The charge was dismissed, but the act itself was, in part, intended to call attention to unresolved questions about shoreline access here in Rhode Island, a right enshrined in our state constitution. A 1982 Supreme Court ruling attempted to clarify the issue by saying the public’s right ends at the mean high-tide line, but since that line is a calculation of averages over an 18.6 year cycle, there’s no way for a beachgoer to identify it.
Further complicating matters is that the line will continually move inland as sea level rises, most of the time gradually, but at times heaving large chunks off dunes and other coastal features. With sea rise, property owners and members of the public whose shoreline access is constitutionally guaranteed will continue losing ground.

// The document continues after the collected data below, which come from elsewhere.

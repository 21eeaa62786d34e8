use clap::{Parser, Subcommand};
use colored::*;
use safely::{BoxError, SafeScenario, SafelyOptions};

const DEMO_SCENARIO: SafeScenario = SafeScenario::from_static(
    "Demonstrate a guarded call that fails on purpose",
    "@safely-demo",
);

/// safely-demo - run each fault path of `safely` in a real process
#[derive(Parser)]
#[command(name = "safely-demo", author, version, about, long_about = None)]
#[command(propagate_version = true)]
struct Cli {
    /// Print verbose logs
    #[arg(short, long, global = true)]
    verbose: bool,

    #[command(subcommand)]
    command: Commands,
}

#[derive(Subcommand)]
enum Commands {
    /// Panic inside an interception boundary and report it
    Intercept {
        /// Panic message
        #[arg(short, long, default_value = "boom")]
        reason: String,
    },

    /// Install an uncaught handler, then panic on the main thread
    Uncaught {
        /// Panic message
        #[arg(short, long, default_value = "fatal")]
        reason: String,
        /// Clear the handler again before panicking
        #[arg(long)]
        clear: bool,
    },

    /// Run a failing closure through `safely` with error logging on
    Scenario {
        /// Error message returned by the closure
        #[arg(short, long, default_value = "broken pipe")]
        reason: String,
        /// Panic instead of returning an error
        #[arg(long)]
        panic: bool,
    },

    /// Observe SIGABRT, then let it terminate the process
    #[cfg(unix)]
    Signal,
}

fn main() -> anyhow::Result<()> {
    let cli = Cli::parse();

    tracing_subscriber::fmt::Subscriber::builder()
        .with_max_level(if cli.verbose {
            tracing::Level::DEBUG
        } else {
            tracing::Level::WARN
        })
        .with_writer(std::io::stderr)
        .without_time()
        .init();
    safely::init();

    match cli.command {
        Commands::Intercept { reason } => intercept(reason),
        Commands::Uncaught { reason, clear } => uncaught(reason, clear),
        Commands::Scenario { reason, panic } => scenario(reason, panic),
        #[cfg(unix)]
        Commands::Signal => signal(),
    }
}

fn intercept(reason: String) -> anyhow::Result<()> {
    match safely::try_intercept(|| panic!("{}", reason)) {
        Some(captured) => {
            println!(
                "{} {}",
                "intercepted:".green().bold(),
                captured.reason().unwrap_or("unknown")
            );
            tracing::debug!("{:#}", captured);
            Ok(())
        }
        None => Err(anyhow::anyhow!("the panic was not intercepted")),
    }
}

fn uncaught(reason: String, clear: bool) -> anyhow::Result<()> {
    SafelyOptions::set_on_uncaught_exception(|captured| {
        eprintln!(
            "{} {}",
            "uncaught handler:".red().bold(),
            captured.reason().unwrap_or("unknown")
        );
    });
    if clear {
        SafelyOptions::clear_on_uncaught_exception();
    }
    panic!("{}", reason);
}

fn scenario(reason: String, panic: bool) -> anyhow::Result<()> {
    SafelyOptions::builder().log_errors(true).install();

    let error = safely::safely(&DEMO_SCENARIO, reason, |reason| -> Result<(), BoxError> {
        if panic {
            panic!("{}", reason);
        }
        Err(reason.into())
    });

    match error {
        Some(error) => {
            println!("{} {}", "safe call failed:".yellow().bold(), error);
            Ok(())
        }
        None => Err(anyhow::anyhow!("the safe call unexpectedly succeeded")),
    }
}

#[cfg(unix)]
fn signal() -> anyhow::Result<()> {
    SafelyOptions::set_on_signals(|fault| {
        for part in [b"signal handler: ".as_slice(), fault.name().as_bytes(), b"\n"] {
            // SAFETY: write(2) is async-signal-safe and the buffers are static.
            unsafe {
                libc::write(libc::STDERR_FILENO, part.as_ptr().cast(), part.len());
            }
        }
    });
    std::process::abort();
}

After Hurricane Sandy destroyed properties along the coasts of New York and New Jersey, there was an uptick in discussion about whether some particularly at-risk coastal properties should even be rebuilt. Many were, in fact, abandoned there, because increasingly violent weather events and rising seas have rendered them too much of a risk for repeated loss.
As much as we value the right of landowners, there may well be properties in our state, too, that are similarly unjustifiable risks for flooding, destruction and even loss of life.
As the Ocean State, we should be much more proactive when it comes to resiliency along our shores. We should be exploring the actual risk to each coastal community and each property using up-to-date technology that models expected risks. We must continue to train our municipal planning and zoning boards on the risks of sea rise so they have the tools they need to make sound decisions that do not jeopardize property investments and keep the shoreline open to the pubic under their constitutional rights.
There’s little doubt that in general, homeowners are less than ideally prepared for flood risks, particularly the increasing risks associated with rising seas in the coming decades. Only about 15,000 Rhode Island properties in the flood zones carry flood insurance, and only those with mortgages are actually required to have it. Those with enough cash to purchase a beach home without a mortgage aren’t. While they may have the means to risk property destruction in the event of a major disaster, are they putting public assets and people’s lives at risk?
The risk isn’t limited to private property. Doubtlessly, many state and municipal assets are also located in areas that are already prone to flooding, or whose risk is increasing. Stewards of public resources have a responsibility to understand and defend those assets from potential damage, and must face the reality that the most prudent step might be to move them elsewhere.
Our state needs a more robust action plan for protecting public and private properties from the ever-increasing risk of coastal flooding, and that plan must include an accounting of where the high-tide line is, and how it is projected to move.
The creation of this plan should include an audit of properties to determine what the real risks are, and it should also bring in real estate professionals, insurers and lenders, because they help determine the price of ownership of such properties, and should be sure that those prices accurately reflect the real cost of ownership, including potential destruction.
The Ocean State must face the fact that the more of our state is, indeed, becoming part of the ocean with each passing year. Leaders and property owners must take much more concrete steps to predict the encroachment and protect our assets from it.
Rep. Terri Cortvriend is a Democrat who represents District 72 in Portsmouth and Middletown. Rep. Lauren H. Carson is a Democrat who represents District 75 in Newport.